Bloomberg got into the race first and foremost to quell what the data show is Trump’s rise and the source of his strength in the swing states. If the former mayor wins along the way, all the better. But make no mistake, Bloomberg’s primary goal is to weaken and ultimately remove Trump, and his unconventional campaign has already taken several important steps in that direction.

First, Bloomberg is the only candidate running a national campaign. While every other Democrat is focused on the early states, he is spending his time and money in states that will decide the general election.

In short, unlike his fellow Democrats, he has not been willing to cede these states to the president and his surrogates. He has not been willing to let the president have control of the airwaves and be in charge of the messages sent to voters for months on end, in places like Michigan, Wisconsin, Florida, Pennsylvania and so on.

Second, Bloomberg is not just campaigning to secure the nomination for himself, he is campaigning against Trump. If Trump goes down in defeat it will be because he is beaten in the swing states. And it is those states that Bloomberg is targeting with massive amounts of anti-Trump advertising. According to a report out on Christmas Day, in just three weeks he has spent an astonishing $120 million on television and digital advertising.

The mayor is not only spending a lot and early against the president, but he is likely to continue regardless of whether he wins the nomination.

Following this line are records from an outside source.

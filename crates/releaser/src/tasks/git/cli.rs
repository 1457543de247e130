//! Git operations using the system `git` binary.
//!
//! Uses `tokio::process::Command` so long fetches and pushes do not block the
//! runtime.

use super::{GitAuth, GitError, GitOperations};
use crate::tasks::credentials::Author;
use async_trait::async_trait;
use std::path::Path;
use tokio::process::Command;
use tracing::debug;

#[derive(Debug, Clone)]
pub struct GitCli {
    binary: String,
}

impl Default for GitCli {
    fn default() -> Self {
        Self::new("git")
    }
}

impl GitCli {
    pub fn new(binary: impl Into<String>) -> Self {
        Self {
            binary: binary.into(),
        }
    }

    /// Whether the configured binary can be executed.
    pub async fn available(&self) -> bool {
        Command::new(&self.binary)
            .arg("--version")
            .output()
            .await
            .is_ok_and(|output| output.status.success())
    }

    async fn run(
        &self,
        dir: Option<&Path>,
        args: &[&str],
        auth: Option<&GitAuth>,
        author: Option<&Author>,
    ) -> Result<String, GitError> {
        let command = args.first().copied().unwrap_or_default().to_string();
        debug!(command = %command, dir = ?dir, "Running git");

        let mut cmd = Command::new(&self.binary);
        cmd.args(args).kill_on_drop(true);
        if let Some(dir) = dir {
            cmd.current_dir(dir);
        }
        match auth {
            Some(auth) => {
                cmd.envs(auth.envs());
            }
            None => {
                cmd.env("GIT_TERMINAL_PROMPT", "0");
            }
        }
        if let Some(author) = author {
            cmd.env("GIT_AUTHOR_NAME", &author.name)
                .env("GIT_AUTHOR_EMAIL", &author.email)
                .env("GIT_COMMITTER_NAME", &author.name)
                .env("GIT_COMMITTER_EMAIL", &author.email);
        }

        let output = cmd.output().await.map_err(|source| GitError::Spawn {
            command: command.clone(),
            source,
        })?;

        let stdout = String::from_utf8_lossy(&output.stdout).into_owned();
        if output.status.success() {
            return Ok(stdout);
        }

        let stderr = String::from_utf8_lossy(&output.stderr).trim().to_string();
        Err(GitError::Failed {
            command,
            stderr: if stderr.is_empty() {
                stdout.trim().to_string()
            } else {
                stderr
            },
        })
    }
}

fn path_arg(path: &Path) -> Result<&str, GitError> {
    path.to_str()
        .ok_or_else(|| GitError::InvalidAddress(path.display().to_string()))
}

#[async_trait]
impl GitOperations for GitCli {
    async fn clone_branch(
        &self,
        remote: &str,
        branch: &str,
        dest: &Path,
        auth: &GitAuth,
    ) -> Result<(), GitError> {
        if let Some(parent) = dest.parent() {
            tokio::fs::create_dir_all(parent)
                .await
                .map_err(|source| GitError::Spawn {
                    command: "clone".to_string(),
                    source,
                })?;
        }
        self.run(
            None,
            &[
                "clone",
                "--branch",
                branch,
                "--no-tags",
                remote,
                path_arg(dest)?,
            ],
            Some(auth),
            None,
        )
        .await?;
        Ok(())
    }

    async fn fetch(&self, dir: &Path, auth: &GitAuth) -> Result<(), GitError> {
        // Explicit refspec: every remote branch, whatever the clone configured.
        self.run(
            Some(dir),
            &[
                "fetch",
                "--tags",
                "--force",
                "--prune",
                "origin",
                "+refs/heads/*:refs/remotes/origin/*",
            ],
            Some(auth),
            None,
        )
        .await?;
        Ok(())
    }

    async fn checkout(&self, dir: &Path, branch: &str) -> Result<(), GitError> {
        let upstream = format!("origin/{branch}");
        self.run(
            Some(dir),
            &["checkout", "-f", "-B", branch, &upstream],
            None,
            None,
        )
        .await?;
        Ok(())
    }

    async fn reset_to_remote(&self, dir: &Path, branch: &str) -> Result<(), GitError> {
        let upstream = format!("origin/{branch}");
        self.run(Some(dir), &["reset", "--hard", &upstream], None, None)
            .await?;
        self.run(Some(dir), &["clean", "-fd"], None, None).await?;
        Ok(())
    }

    async fn remote_tag_exists(
        &self,
        dir: &Path,
        tag: &str,
        auth: &GitAuth,
    ) -> Result<bool, GitError> {
        let reference = format!("refs/tags/{tag}");
        let output = self
            .run(
                Some(dir),
                &["ls-remote", "--tags", "origin", &reference],
                Some(auth),
                None,
            )
            .await?;

        Ok(output.lines().any(|line| {
            line.split_whitespace()
                .nth(1)
                .is_some_and(|name| name == reference || name == format!("{reference}^{{}}"))
        }))
    }

    async fn create_tag(
        &self,
        dir: &Path,
        tag: &str,
        message: &str,
        author: &Author,
    ) -> Result<(), GitError> {
        // -f replaces a local tag left behind by a pass whose push failed.
        self.run(
            Some(dir),
            &["tag", "-f", "-a", tag, "-m", message],
            None,
            Some(author),
        )
        .await?;
        Ok(())
    }

    async fn push_tag(&self, dir: &Path, tag: &str, auth: &GitAuth) -> Result<(), GitError> {
        let refspec = format!("refs/tags/{tag}:refs/tags/{tag}");
        match self
            .run(Some(dir), &["push", "origin", &refspec], Some(auth), None)
            .await
        {
            Err(GitError::Failed { stderr, .. }) if stderr.contains("up-to-date") => Ok(()),
            other => other.map(|_| ()),
        }
    }

    async fn commit_all(
        &self,
        dir: &Path,
        message: &str,
        author: &Author,
    ) -> Result<bool, GitError> {
        self.run(Some(dir), &["add", "-A"], None, None).await?;

        let status = self
            .run(Some(dir), &["status", "--porcelain"], None, None)
            .await?;
        if status.trim().is_empty() {
            debug!(dir = %dir.display(), "Nothing to commit");
            return Ok(false);
        }

        self.run(Some(dir), &["commit", "-m", message], None, Some(author))
            .await?;
        Ok(true)
    }

    async fn push_branch(
        &self,
        dir: &Path,
        branch: &str,
        auth: &GitAuth,
    ) -> Result<(), GitError> {
        let refspec = format!("HEAD:refs/heads/{branch}");
        self.run(Some(dir), &["push", "origin", &refspec], Some(auth), None)
            .await?;
        Ok(())
    }
}

#[cfg(test)]
mod tests {
    use super::*;
    use crate::tasks::git::sync_working_copy;
    use tempfile::TempDir;

    fn author() -> Author {
        Author {
            name: "tester".to_string(),
            email: "tester@example.com".to_string(),
        }
    }

    /// Bare origin with `master` and a `release-1.0` branch carrying
    /// `CHANGELOG.md`, or `None` without git.
    async fn origin(git: &GitCli, root: &Path) -> Option<String> {
        if !git.available().await {
            return None;
        }
        let seed = root.join("seed");
        let bare = root.join("origin.git");
        std::fs::create_dir_all(&seed).unwrap();

        let run = |dir: &Path, args: &[&str]| {
            let status = std::process::Command::new("git")
                .args(args)
                .current_dir(dir)
                .env("GIT_AUTHOR_NAME", "seed")
                .env("GIT_AUTHOR_EMAIL", "seed@example.com")
                .env("GIT_COMMITTER_NAME", "seed")
                .env("GIT_COMMITTER_EMAIL", "seed@example.com")
                .status()
                .unwrap();
            assert!(status.success(), "git {args:?}");
        };

        run(&seed, &["init", "-q", "-b", "master"]);
        std::fs::write(seed.join("README.md"), "seed\n").unwrap();
        run(&seed, &["add", "-A"]);
        run(&seed, &["commit", "-q", "-m", "init"]);
        run(&seed, &["checkout", "-q", "-b", "release-1.0"]);
        std::fs::write(seed.join("CHANGELOG.md"), "1.0\n").unwrap();
        run(&seed, &["add", "-A"]);
        run(&seed, &["commit", "-q", "-m", "release branch"]);
        run(&seed, &["checkout", "-q", "master"]);
        run(root, &["clone", "-q", "--bare", "seed", "origin.git"]);

        Some(format!("file://{}", bare.display()))
    }

    #[tokio::test]
    async fn test_tag_push_and_lookup() {
        let git = GitCli::default();
        let root = TempDir::new().unwrap();
        let Some(remote) = origin(&git, root.path()).await else {
            return;
        };
        let auth = GitAuth::anonymous();
        let work = root.path().join("work");

        git.clone_branch(&remote, "master", &work, &auth).await.unwrap();
        assert!(!git.remote_tag_exists(&work, "v0.1.0", &auth).await.unwrap());

        git.create_tag(&work, "v0.1.0", "released", &author())
            .await
            .unwrap();
        git.push_tag(&work, "v0.1.0", &auth).await.unwrap();
        assert!(git.remote_tag_exists(&work, "v0.1.0", &auth).await.unwrap());

        // A second push of the same tag is a no-op.
        git.push_tag(&work, "v0.1.0", &auth).await.unwrap();
    }

    #[tokio::test]
    async fn test_commit_and_push_branch() {
        let git = GitCli::default();
        let root = TempDir::new().unwrap();
        let Some(remote) = origin(&git, root.path()).await else {
            return;
        };
        let auth = GitAuth::anonymous();
        let work = root.path().join("work");

        git.clone_branch(&remote, "master", &work, &auth).await.unwrap();
        assert!(!git.commit_all(&work, "noop", &author()).await.unwrap());

        std::fs::write(work.join("release.yaml"), "phase: done\n").unwrap();
        assert!(git.commit_all(&work, "release", &author()).await.unwrap());
        git.push_branch(&work, "master", &auth).await.unwrap();

        let other = root.path().join("other");
        git.clone_branch(&remote, "master", &other, &auth).await.unwrap();
        assert!(other.join("release.yaml").exists());

        git.fetch(&work, &auth).await.unwrap();
        git.checkout(&work, "master").await.unwrap();
        git.reset_to_remote(&work, "master").await.unwrap();
    }

    #[tokio::test]
    async fn test_cached_copy_switches_branch() {
        let git = GitCli::default();
        let root = TempDir::new().unwrap();
        let Some(remote) = origin(&git, root.path()).await else {
            return;
        };
        let auth = GitAuth::anonymous();
        let work = root.path().join("work");

        sync_working_copy(&git, &remote, "master", &work, &auth)
            .await
            .unwrap();
        assert!(!work.join("CHANGELOG.md").exists());

        sync_working_copy(&git, &remote, "release-1.0", &work, &auth)
            .await
            .unwrap();
        assert!(work.join("CHANGELOG.md").exists());

        sync_working_copy(&git, &remote, "master", &work, &auth)
            .await
            .unwrap();
        assert!(!work.join("CHANGELOG.md").exists());
    }

    #[tokio::test]
    async fn test_failures_carry_stderr() {
        let git = GitCli::default();
        if !git.available().await {
            return;
        }
        let root = TempDir::new().unwrap();
        let err = git
            .clone_branch(
                &format!("file://{}/missing.git", root.path().display()),
                "master",
                &root.path().join("work"),
                &GitAuth::anonymous(),
            )
            .await
            .unwrap_err();
        assert!(matches!(err, GitError::Failed { ref command, .. } if command == "clone"));
    }
}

Third, we learned that last spring and with little fanfare, Bloomberg started a digital business called Hawkfish. The company is seen as a key step in his quest to build a data and voter targeting operation that can rival Trumps. The import and potential far-ranging impact of this effort should not be underestimated. More than anything else it was Trump’s far superior voter targeting and data operation that catapulted him into the White House.

As of this year, the Democrats are still, by most estimations, at least three election cycles behind the GOP in this area. No matter who the nominee is, Bloomberg’s efforts to close the digital and voter targeting gap will do more to help the Democrats on the road to the White House and to diminish Trumps legacy than almost anything else.


Finally, Bloomberg continues to invest significant amounts of his personal fortune, as he has for years, in causes that he cares about; many of which matter to moderate, suburban, and independent voters. He has coupled this with critical investments in voter registration efforts in swing states and millions of dollars targeted to support vulnerable Democratic candidates in districts Trump won in 2016.

Democrats may not want to accept or believe it, but as of today the data look good for a Trump reelection. It’s not just the swing-state polls, but the fact that historically, incumbent presidents with a good economy have a strong chance of winning. Trump is no exception. It will take a major disruptive force to upend those odds. So far, only Bloomberg has the demonstrated ability, foresight, resources, infrastructure and plan to do it.